§ **Problem requirements**:
In your answer, give each entry again exactly as it appears.
☆ ☆ ☆
use std::{sync::Arc, time::Duration};

use tokio::{sync::Notify, task::JoinHandle, time::MissedTickBehavior};
use tokio_util::sync::CancellationToken;
use tracing::{debug, error, info, warn};

use crate::engine::{
	reconciler::{ReconcileError, Reconciler},
	scanner::ScanError,
	watcher,
};

#[derive(Debug, Clone, Copy)]
pub struct DaemonSettings {
	pub rescan_interval: Duration,
	pub watch: bool,
}

impl Default for DaemonSettings {
	fn default() -> Self {
		Self { rescan_interval: Duration::from_secs(60), watch: true }
	}
}

/// Background reconciliation for one root.
///
/// Created once at startup and torn down with [`Daemon::shutdown`]. Owns the
/// periodic loop (whose first tick is the startup pass) and, when enabled,
/// the change watcher.
pub struct Daemon {
	reconciler: Arc<Reconciler>,
	rescan: Arc<Notify>,
	cancel: CancellationToken,
	tasks: Vec<JoinHandle<()>>,
}

impl Daemon {
	pub fn start(reconciler: Arc<Reconciler>, settings: DaemonSettings) -> Self {
		let cancel = reconciler.cancellation();
		let rescan = Arc::new(Notify::new());

		let mut tasks = vec![tokio::spawn(periodic_loop(
			reconciler.clone(),
			settings.rescan_interval,
			rescan.clone(),
			cancel.clone(),
		))];

		if settings.watch {
			match watcher::watch(reconciler.root(), *reconciler.options()) {
				Ok(fs_watcher) => {
					tasks.push(tokio::spawn(fs_watcher.run(reconciler.clone(), rescan.clone(), cancel.clone())));
				}
				Err(e) => warn!(error = %e, "change notifications unavailable, relying on periodic rescans"),
			}
		}

		Daemon { reconciler, rescan, cancel, tasks }
	}

	pub fn reconciler(&self) -> &Arc<Reconciler> {
		&self.reconciler
	}

	/// Ask for a full pass as soon as the current one (if any) finishes.
	pub fn request_rescan(&self) {
		self.rescan.notify_one();
	}

	/// Handle for callers that outlive a borrow of the daemon.
	pub fn rescan_handle(&self) -> RescanHandle {
		RescanHandle(self.rescan.clone())
	}

	/// Stop the loops, abandoning any walk in progress.
	pub async fn shutdown(self) {
		self.cancel.cancel();
		for task in self.tasks {
			let _ = task.await;
		}
		info!("reconciliation stopped");
	}
}

#[derive(Clone)]
pub struct RescanHandle(Arc<Notify>);

impl RescanHandle {
	pub fn request(&self) {
		self.0.notify_one();
	}
}

impl From<Arc<Notify>> for RescanHandle {
	fn from(notify: Arc<Notify>) -> Self {
		RescanHandle(notify)
	}
}

async fn periodic_loop(reconciler: Arc<Reconciler>, interval: Duration, rescan: Arc<Notify>, cancel: CancellationToken) {
	let mut ticker = tokio::time::interval(interval);
	ticker.set_missed_tick_behavior(MissedTickBehavior::Skip);

	loop {
		tokio::select! {
			_ = cancel.cancelled() => break,
			_ = ticker.tick() => {}
			_ = rescan.notified() => debug!("rescan requested"),
		}

		let outcome = tokio::select! {
			_ = cancel.cancelled() => break,
			outcome = reconciler.try_reconcile() => outcome,
		};

		match outcome {
			None => debug!("pass already running, tick skipped"),
			Some(Ok(_)) => {}
			Some(Err(ReconcileError::Scan(ScanError::Cancelled))) => break,
			Some(Err(e)) => error!(error = %e, "reconciliation pass failed, retrying next tick"),
		}
	}
}
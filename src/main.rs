use std::{path::PathBuf, sync::Arc};

use anyhow::Context;
use clap::{Parser, Subcommand};
use stash::{
    catalog::{group_by_folder, CatalogStore},
    config::Config,
    db,
    engine::{delivery::DeliveryService, reconciler::Reconciler, scheduler::Daemon},
    http::{self, AppState},
};
use tracing::info;
use tracing_subscriber::{fmt, layer::SubscriberExt, util::SubscriberInitExt, EnvFilter};

#[derive(Parser)]
#[command(name = "stash", version, about = "Catalog a directory tree and serve its files to their owners")]
struct Cli {
    /// TOML config file
    #[arg(long, global = true)]
    config: Option<PathBuf>,

    /// Override the watched root
    #[arg(long, global = true)]
    root: Option<PathBuf>,

    #[command(subcommand)]
    command: Command,
}

#[derive(Subcommand)]
enum Command {
    /// Keep the catalog in sync and serve downloads over HTTP
    Serve {
        #[arg(long)]
        bind: Option<String>,
    },
    /// Run one reconciliation pass and print what changed
    Scan,
    /// Print the catalog grouped by folder
    Tree,
}

#[tokio::main]
async fn main() -> anyhow::Result<()> {
    let cli = Cli::parse();

    let mut config = Config::load(cli.config.as_deref()).context("loading config")?;
    if let Some(root) = cli.root {
        config.root = root;
    }
    config.root = config.resolved_root();

    init_logging(&config)?;

    let db = db::init(&config.db_path)
        .await
        .with_context(|| format!("opening catalog at {}", config.db_path.display()))?;
    let store: Arc<dyn CatalogStore> = Arc::new(db);

    match cli.command {
        Command::Serve { bind } => serve(config, store, bind).await,
        Command::Scan => scan(config, store).await,
        Command::Tree => tree(store).await,
    }
}

fn init_logging(config: &Config) -> anyhow::Result<()> {
    let file_layer = match &config.log_dir {
        Some(dir) => {
            std::fs::create_dir_all(dir).with_context(|| format!("creating log dir {}", dir.display()))?;
            let file_appender = tracing_appender::rolling::never(dir, "stash.log");
            Some(fmt::layer().with_ansi(false).with_writer(file_appender))
        }
        None => None,
    };

    tracing_subscriber::registry()
        .with(EnvFilter::try_from_default_env().unwrap_or_else(|_| EnvFilter::new("info")))
        .with(fmt::layer().with_writer(std::io::stderr))
        .with(file_layer)
        .init();
    Ok(())
}

fn reconciler_for(config: &Config, store: Arc<dyn CatalogStore>) -> Arc<Reconciler> {
    Arc::new(Reconciler::new(
        store,
        config.root.clone(),
        config.scan_options(),
        config.default_owner.clone(),
    ))
}

async fn serve(config: Config, store: Arc<dyn CatalogStore>, bind: Option<String>) -> anyhow::Result<()> {
    let catalogued = store.list_all().await.map(|keys| keys.len()).unwrap_or_default();
    info!(root = %config.root.display(), catalogued, "starting");

    let daemon = Daemon::start(reconciler_for(&config, store.clone()), config.daemon_settings());

    let state = AppState {
        delivery: DeliveryService::new(store.clone(), config.root.clone()),
        store,
        rescan: Some(daemon.rescan_handle()),
        identity_header: config.identity_header.clone(),
    };
    let bind = bind.unwrap_or(config.bind);
    let served = http::serve(state, &bind).await;

    daemon.shutdown().await;
    served.with_context(|| format!("http server on {bind}"))
}

async fn scan(config: Config, store: Arc<dyn CatalogStore>) -> anyhow::Result<()> {
    let report = reconciler_for(&config, store)
        .reconcile()
        .await
        .context("reconciliation failed")?;

    for key in &report.added {
        println!("+ {key}");
    }
    for key in &report.removed {
        println!("- {key}");
    }
    println!(
        "{} added, {} removed{}",
        report.added.len(),
        report.removed.len(),
        if report.partial { format!(", {} left unknown (partial walk)", report.unknown) } else { String::new() }
    );
    Ok(())
}

async fn tree(store: Arc<dyn CatalogStore>) -> anyhow::Result<()> {
    let records = store.list_records().await.context("listing catalog")?;
    if records.is_empty() {
        println!("No files in catalog.");
        return Ok(());
    }

    for (folder, names) in group_by_folder(&records) {
        println!("{folder}");
        for name in names {
            println!("   └─ {name}");
        }
    }
    Ok(())
}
☆ ☆ ☆
§ **Response**:
use std::{sync::Arc, time::Duration};

use tokio::{sync::Notify, task::JoinHandle, time::MissedTickBehavior};
use tokio_util::sync::CancellationToken;
use tracing::{debug, error, info, warn};

use crate::engine::{
	reconciler::{ReconcileError, Reconciler},
	scanner::ScanError,
	watcher,
};

#[derive(Debug, Clone, Copy)]
pub struct DaemonSettings {
	pub rescan_interval: Duration,
	pub watch: bool,
}

impl Default for DaemonSettings {
	fn default() -> Self {
		Self { rescan_interval: Duration::from_secs(60), watch: true }
	}
}

/// Background reconciliation for one root.
///
/// Created once at startup and torn down with [`Daemon::shutdown`]. Owns the
/// periodic loop (whose first tick is the startup pass) and, when enabled,
/// the change watcher.
pub struct Daemon {
	reconciler: Arc<Reconciler>,
	rescan: Arc<Notify>,
	cancel: CancellationToken,
	tasks: Vec<JoinHandle<()>>,
}

impl Daemon {
	pub fn start(reconciler: Arc<Reconciler>, settings: DaemonSettings) -> Self {
		let cancel = reconciler.cancellation();
		let rescan = Arc::new(Notify::new());

		let mut tasks = vec![tokio::spawn(periodic_loop(
			reconciler.clone(),
			settings.rescan_interval,
			rescan.clone(),
			cancel.clone(),
		))];

		if settings.watch {
			match watcher::watch(reconciler.root(), *reconciler.options()) {
				Ok(fs_watcher) => {
					tasks.push(tokio::spawn(fs_watcher.run(reconciler.clone(), rescan.clone(), cancel.clone())));
				}
				Err(e) => warn!(error = %e, "change notifications unavailable, relying on periodic rescans"),
			}
		}

		Daemon { reconciler, rescan, cancel, tasks }
	}

	pub fn reconciler(&self) -> &Arc<Reconciler> {
		&self.reconciler
	}

	/// Ask for a full pass as soon as the current one (if any) finishes.
	pub fn request_rescan(&self) {
		self.rescan.notify_one();
	}

	/// Handle for callers that outlive a borrow of the daemon.
	pub fn rescan_handle(&self) -> RescanHandle {
		RescanHandle(self.rescan.clone())
	}

	/// Stop the loops, abandoning any walk in progress.
	pub async fn shutdown(self) {
		self.cancel.cancel();
		for task in self.tasks {
			let _ = task.await;
		}
		info!("reconciliation stopped");
	}
}

#[derive(Clone)]
pub struct RescanHandle(Arc<Notify>);

impl RescanHandle {
	pub fn request(&self) {
		self.0.notify_one();
	}
}

impl From<Arc<Notify>> for RescanHandle {
	fn from(notify: Arc<Notify>) -> Self {
		RescanHandle(notify)
	}
}

async fn periodic_loop(reconciler: Arc<Reconciler>, interval: Duration, rescan: Arc<Notify>, cancel: CancellationToken) {
	let mut ticker = tokio::time::interval(interval);
	ticker.set_missed_tick_behavior(MissedTickBehavior::Skip);

	loop {
		tokio::select! {
			_ = cancel.cancelled() => break,
			_ = ticker.tick() => {}
			_ = rescan.notified() => debug!("rescan requested"),
		}

		let outcome = tokio::select! {
			_ = cancel.cancelled() => break,
			outcome = reconciler.try_reconcile() => outcome,
		};

		match outcome {
			None => debug!("pass already running, tick skipped"),
			Some(Ok(_)) => {}
			Some(Err(ReconcileError::Scan(ScanError::Cancelled))) => break,
			Some(Err(e)) => error!(error = %e, "reconciliation pass failed, retrying next tick"),
		}
	}
}
filename src/main.rs
use std::{path::PathBuf, sync::Arc};

use anyhow::Context;
use clap::{Parser, Subcommand};
use stash::{
    catalog::{group_by_folder, CatalogStore},
    config::Config,
    db,
    engine::{delivery::DeliveryService, reconciler::Reconciler, scheduler::Daemon},
    http::{self, AppState},
};
use tracing::info;
use tracing_subscriber::{fmt, layer::SubscriberExt, util::SubscriberInitExt, EnvFilter};

#[derive(Parser)]
#[command(name = "stash", version, about = "Catalog a directory tree and serve its files to their owners")]
struct Cli {
    /// TOML config file
    #[arg(long, global = true)]
    config: Option<PathBuf>,

    /// Override the watched root
    #[arg(long, global = true)]
    root: Option<PathBuf>,

    #[command(subcommand)]
    command: Command,
}

#[derive(Subcommand)]
enum Command {
    /// Keep the catalog in sync and serve downloads over HTTP
    Serve {
        #[arg(long)]
        bind: Option<String>,
    },
    /// Run one reconciliation pass and print what changed
    Scan,
    /// Print the catalog grouped by folder
    Tree,
}

#[tokio::main]
async fn main() -> anyhow::Result<()> {
    let cli = Cli::parse();

    let mut config = Config::load(cli.config.as_deref()).context("loading config")?;
    if let Some(root) = cli.root {
        config.root = root;
    }
    config.root = config.resolved_root();

    init_logging(&config)?;

    let db = db::init(&config.db_path)
        .await
        .with_context(|| format!("opening catalog at {}", config.db_path.display()))?;
    let store: Arc<dyn CatalogStore> = Arc::new(db);

    match cli.command {
        Command::Serve { bind } => serve(config, store, bind).await,
        Command::Scan => scan(config, store).await,
        Command::Tree => tree(store).await,
    }
}

fn init_logging(config: &Config) -> anyhow::Result<()> {
    let file_layer = match &config.log_dir {
        Some(dir) => {
            std::fs::create_dir_all(dir).with_context(|| format!("creating log dir {}", dir.display()))?;
            let file_appender = tracing_appender::rolling::never(dir, "stash.log");
            Some(fmt::layer().with_ansi(false).with_writer(file_appender))
        }
        None => None,
    };

    tracing_subscriber::registry()
        .with(EnvFilter::try_from_default_env().unwrap_or_else(|_| EnvFilter::new("info")))
        .with(fmt::layer().with_writer(std::io::stderr))
        .with(file_layer)
        .init();
    Ok(())
}

fn reconciler_for(config: &Config, store: Arc<dyn CatalogStore>) -> Arc<Reconciler> {
    Arc::new(Reconciler::new(
        store,
        config.root.clone(),
        config.scan_options(),
        config.default_owner.clone(),
    ))
}

async fn serve(config: Config, store: Arc<dyn CatalogStore>, bind: Option<String>) -> anyhow::Result<()> {
    let catalogued = store.list_all().await.map(|keys| keys.len()).unwrap_or_default();
    info!(root = %config.root.display(), catalogued, "starting");

    let daemon = Daemon::start(reconciler_for(&config, store.clone()), config.daemon_settings());

    let state = AppState {
        delivery: DeliveryService::new(store.clone(), config.root.clone()),
        store,
        rescan: Some(daemon.rescan_handle()),
        identity_header: config.identity_header.clone(),
    };
    let bind = bind.unwrap_or(config.bind);
    let served = http::serve(state, &bind).await;

    daemon.shutdown().await;
    served.with_context(|| format!("http server on {bind}"))
}

async fn scan(config: Config, store: Arc<dyn CatalogStore>) -> anyhow::Result<()> {
    let report = reconciler_for(&config, store)
        .reconcile()
        .await
        .context("reconciliation failed")?;

    for key in &report.added {
        println!("+ {key}");
    }
    for key in &report.removed {
        println!("- {key}");
    }
    println!(
        "{} added, {} removed{}",
        report.added.len(),
        report.removed.len(),
        if report.partial { format!(", {} left unknown (partial walk)", report.unknown) } else { String::new() }
    );
    Ok(())
}

async fn tree(store: Arc<dyn CatalogStore>) -> anyhow::Result<()> {
    let records = store.list_records().await.context("listing catalog")?;
    if records.is_empty() {
        println!("No files in catalog.");
        return Ok(());
    }

    for (folder, names) in group_by_folder(&records) {
        println!("{folder}");
        for name in names {
            println!("   └─ {name}");
        }
    }
    Ok(())
}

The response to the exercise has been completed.